### Try it
Filter the data for lines with the word "users", then copy every line so identified.

### Exercise data
/// Attach tags, blocks and like counts to post rows, keeping row order.
async fn hydrate(conn: &mut PgConnection, rows: Vec<PostRow>) -> RepoResult<Vec<PostDetail>> {
    if rows.is_empty() {
        return Ok(Vec::new());
    }
    let ids: Vec<Id> = rows.iter().map(|r| r.post.id).collect();

    let tags = sqlx::query_as::<_, PostTagRow>(
        "SELECT pt.post_id, t.id, t.name, t.created_at FROM post_tags pt JOIN tags t ON t.id = pt.tag_id \
         WHERE pt.post_id = ANY($1) ORDER BY t.name",
    )
    .bind(&ids[..])
    .fetch_all(&mut *conn)
    .await?;
    let images = sqlx::query_as::<_, ImageBlock>(
        "SELECT id, post_id, url, alt_text, created_at FROM post_images WHERE post_id = ANY($1) ORDER BY id",
    )
    .bind(&ids[..])
    .fetch_all(&mut *conn)
    .await?;
    let maps = sqlx::query_as::<_, MapBlock>(
        "SELECT id, post_id, latitude, longitude, created_at FROM post_maps WHERE post_id = ANY($1) ORDER BY id",
    )
    .bind(&ids[..])
    .fetch_all(&mut *conn)
    .await?;
    let videos = sqlx::query_as::<_, VideoBlock>(
        "SELECT id, post_id, url, caption, created_at FROM post_videos WHERE post_id = ANY($1) ORDER BY id",
    )
    .bind(&ids[..])
    .fetch_all(&mut *conn)
    .await?;
    let tables = sqlx::query_as::<_, TableBlock>(
        "SELECT id, post_id, data, created_at FROM post_tables WHERE post_id = ANY($1) ORDER BY id",
    )
    .bind(&ids[..])
    .fetch_all(&mut *conn)
    .await?;
    let likes: HashMap<Id, i64> = sqlx::query_as::<_, (Id, i64)>(
        "SELECT post_id, COUNT(*) FROM likes WHERE post_id = ANY($1) GROUP BY post_id",
    )
    .bind(&ids[..])
    .fetch_all(&mut *conn)
    .await?
    .into_iter()
    .collect();

    let mut tags = group_by(tags, |t| t.post_id);
    let mut images = group_by(images, |b| b.post_id);
    let mut maps = group_by(maps, |b| b.post_id);
    let mut videos = group_by(videos, |b| b.post_id);
    let mut tables = group_by(tables, |b| b.post_id);

    Ok(rows
        .into_iter()
        .map(|row| {
            let id = row.post.id;
            PostDetail {
                author: AuthorSummary { id: row.post.author_id, name: row.author_name, image_url: row.author_avatar },
                tags: tags.remove(&id).unwrap_or_default().into_iter().map(|t| t.tag).collect(),
                images: images.remove(&id).unwrap_or_default(),
                maps: maps.remove(&id).unwrap_or_default(),
                videos: videos.remove(&id).unwrap_or_default(),
                tables: tables.remove(&id).unwrap_or_default(),
                likes: likes.get(&id).copied().unwrap_or(0),
                post: row.post,
            }
        })
        .collect())
}

/// Full replace of a post's tag set; new names are created on the fly.
async fn set_post_tags(conn: &mut PgConnection, post_id: Id, names: &[String]) -> RepoResult<()> {
    let names = normalize_tags(names);
    sqlx::query("DELETE FROM post_tags WHERE post_id = $1").bind(post_id).execute(&mut *conn).await?;
    if names.is_empty() {
        return Ok(());
    }
    sqlx::query("INSERT INTO tags (name) SELECT UNNEST($1::TEXT[]) ON CONFLICT (name) DO NOTHING")
        .bind(names.as_slice())
        .execute(&mut *conn)
        .await?;
    sqlx::query("INSERT INTO post_tags (post_id, tag_id) SELECT $1, id FROM tags WHERE name = ANY($2)")
        .bind(post_id)
        .bind(names.as_slice())
        .execute(&mut *conn)
        .await?;
    Ok(())
}

async fn author_summary(conn: &mut PgConnection, id: Id) -> RepoResult<AuthorSummary> {
    let (id, name, image_url) = sqlx::query_as::<_, (Id, String, String)>("SELECT id, username, avatar FROM users WHERE id = $1")
        .bind(id)
        .fetch_one(&mut *conn)
        .await?;
    Ok(AuthorSummary { id, name, image_url })
}

/// Insert-or-ignore; returns the kind when a row was actually written.
async fn insert_notification(
    conn: &mut PgConnection,
    planned: Option<NewNotification>,
) -> RepoResult<Option<NotificationKind>> {
    let Some(n) = planned else { return Ok(None) };
    let res = sqlx::query(
        "INSERT INTO notifications (user_id, actor_id, kind, post_id, comment_id, reply_id, notification_id, target_id, message) \
         VALUES ($1, $2, $3, $4, $5, $6, $7, $8, $9) \
         ON CONFLICT (user_id, actor_id, kind, target_id) DO NOTHING",
    )
    .bind(n.user_id)
    .bind(n.actor_id)
    .bind(n.kind.as_str())
    .bind(n.post_id)
    .bind(n.comment_id)
    .bind(n.reply_id)
    .bind(n.notification_id)
    .bind(n.target_id())
    .bind(&n.message)
    .execute(&mut *conn)
    .await?;
    Ok((res.rows_affected() == 1).then_some(n.kind))
}

fn record_notification(kind: Option<NotificationKind>) {
    if let Some(kind) = kind {
        telemetry::notification_created(kind.as_str());
    }
}

/// `(owner, post_id, parent comment)` of a like target.
async fn like_target(conn: &mut PgConnection, target: LikeTarget) -> RepoResult<(Id, Id, Option<Id>)> {
    let sql = match target {
        LikeTarget::Post(_) => "SELECT author_id, id, NULL::BIGINT FROM posts WHERE id = $1",
        LikeTarget::Comment(_) => "SELECT author_id, post_id, NULL::BIGINT FROM comments WHERE id = $1",
        LikeTarget::Reply(_) => "SELECT author_id, post_id, parent_id FROM replies WHERE id = $1",
    };
    Ok(sqlx::query_as::<_, (Id, Id, Option<Id>)>(sql).bind(target.id()).fetch_one(&mut *conn).await?)
}

async fn owner_for_update(conn: &mut PgConnection, table: &str, id: Id) -> RepoResult<Id> {
    let sql = format!("SELECT author_id FROM {table} WHERE id = $1 FOR UPDATE");
    Ok(sqlx::query_scalar::<_, Id>(&sql).bind(id).fetch_one(&mut *conn).await?)
}

async fn exists(conn: &mut PgConnection, table: &str, id: Id) -> RepoResult<bool> {
    let sql = format!("SELECT EXISTS (SELECT 1 FROM {table} WHERE id = $1)");
    Ok(sqlx::query_scalar::<_, bool>(&sql).bind(id).fetch_one(&mut *conn).await?)
}

#[derive(Clone)]
pub struct PgRepo {
    pool: Pool<Postgres>,
}

impl PgRepo {
    pub fn new(pool: Pool<Postgres>) -> Self {
        Self { pool }
    }

    pub fn pool(&self) -> &Pool<Postgres> {
        &self.pool
    }

    async fn try_create_post(&self, new: &NewPost) -> RepoResult<Id> {
        let mut tx = self.pool.begin().await?;
        let base = slug::base(&new.title);
        let taken: HashSet<String> = sqlx::query_scalar::<_, String>("SELECT slug FROM posts WHERE slug = $1 OR slug LIKE $2")
            .bind(&base)
            .bind(format!("{base}-%"))
            .fetch_all(&mut *tx)
            .await?
            .into_iter()
            .collect();
        let slug = slug::first_free(&base, |c| taken.contains(c));

        let id = sqlx::query_scalar::<_, Id>(
            "INSERT INTO posts (title, slug, description, author_id) VALUES ($1, $2, $3, $4) RETURNING id",
        )
        .bind(&new.title)
        .bind(&slug)
        .bind(&new.description)
        .bind(new.author_id)
        .fetch_one(&mut *tx)
        .await?;

        for img in &new.images {
            sqlx::query("INSERT INTO post_images (post_id, url, alt_text) VALUES ($1, $2, $3)")
                .bind(id)
                .bind(&img.url)
                .bind(&img.alt_text)
                .execute(&mut *tx)
                .await?;
        }
        for m in &new.maps {
            sqlx::query("INSERT INTO post_maps (post_id, latitude, longitude) VALUES ($1, $2, $3)")
                .bind(id)
                .bind(m.latitude)
                .bind(m.longitude)
                .execute(&mut *tx)
                .await?;
        }
        for v in &new.videos {
            sqlx::query("INSERT INTO post_videos (post_id, url, caption) VALUES ($1, $2, $3)")
                .bind(id)
                .bind(&v.url)
                .bind(&v.caption)
                .execute(&mut *tx)
                .await?;
        }
        for raw in &new.tables {
            sqlx::query("INSERT INTO post_tables (post_id, data) VALUES ($1, $2)")
                .bind(id)
                .bind(raw.get())
                .execute(&mut *tx)
                .await?;
        }
        set_post_tags(&mut tx, id, &new.tags).await?;
        tx.commit().await?;
        Ok(id)
    }
}

#[async_trait]
impl UserRepo for PgRepo {
    async fn create_user(&self, new: NewUser) -> RepoResult<User> {
        let sql = format!("INSERT INTO users (username, email, password_hash) VALUES ($1, $2, $3) RETURNING {USER_COLS}");
        Ok(sqlx::query_as::<_, User>(&sql)
            .bind(&new.username)
            .bind(&new.email)
            .bind(&new.password_hash)
            .fetch_one(&self.pool)
            .await?)
    }

    async fn get_user(&self, id: Id) -> RepoResult<User> {
        let sql = format!("SELECT {USER_COLS} FROM users WHERE id = $1");
        Ok(sqlx::query_as::<_, User>(&sql).bind(id).fetch_one(&self.pool).await?)
    }

    async fn find_user_by_login(&self, login: &str) -> RepoResult<User> {
        let sql = format!(
            "SELECT {USER_COLS} FROM users WHERE username = $1 OR email = $1 ORDER BY (username = $1) DESC LIMIT 1"
        );
        Ok(sqlx::query_as::<_, User>(&sql).bind(login).fetch_one(&self.pool).await?)
    }

    async fn username_taken(&self, username: &str) -> RepoResult<bool> {
        Ok(sqlx::query_scalar::<_, bool>("SELECT EXISTS (SELECT 1 FROM users WHERE username = $1)")
            .bind(username)
            .fetch_one(&self.pool)
            .await?)
    }

    async fn update_profile(&self, id: Id, upd: UpdateProfile) -> RepoResult<User> {
        let sql = format!(
            "UPDATE users SET \
               first_name = COALESCE($2, first_name), \
               last_name = COALESCE($3, last_name), \
               bio = COALESCE($4, bio), \
               website = COALESCE($5, website), \
               email = COALESCE($6, email), \
               avatar = COALESCE($7, avatar), \
               updated_at = now() \
             WHERE id = $1 RETURNING {USER_COLS}"
        );
        Ok(sqlx::query_as::<_, User>(&sql)
            .bind(id)
            .bind(upd.first_name)
            .bind(upd.last_name)
            .bind(upd.bio)
            .bind(upd.website)
            .bind(upd.email)
            .bind(upd.avatar)
            .fetch_one(&self.pool)
            .await?)
    }
}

### Exercise output
    let (id, name, image_url) = sqlx::query_as::<_, (Id, String, String)>("SELECT id, username, avatar FROM users WHERE id = $1")
        let sql = format!("INSERT INTO users (username, email, password_hash) VALUES ($1, $2, $3) RETURNING {USER_COLS}");
        let sql = format!("SELECT {USER_COLS} FROM users WHERE id = $1");
            "SELECT {USER_COLS} FROM users WHERE username = $1 OR email = $1 ORDER BY (username = $1) DESC LIMIT 1"
        Ok(sqlx::query_scalar::<_, bool>("SELECT EXISTS (SELECT 1 FROM users WHERE username = $1)")
            "UPDATE users SET \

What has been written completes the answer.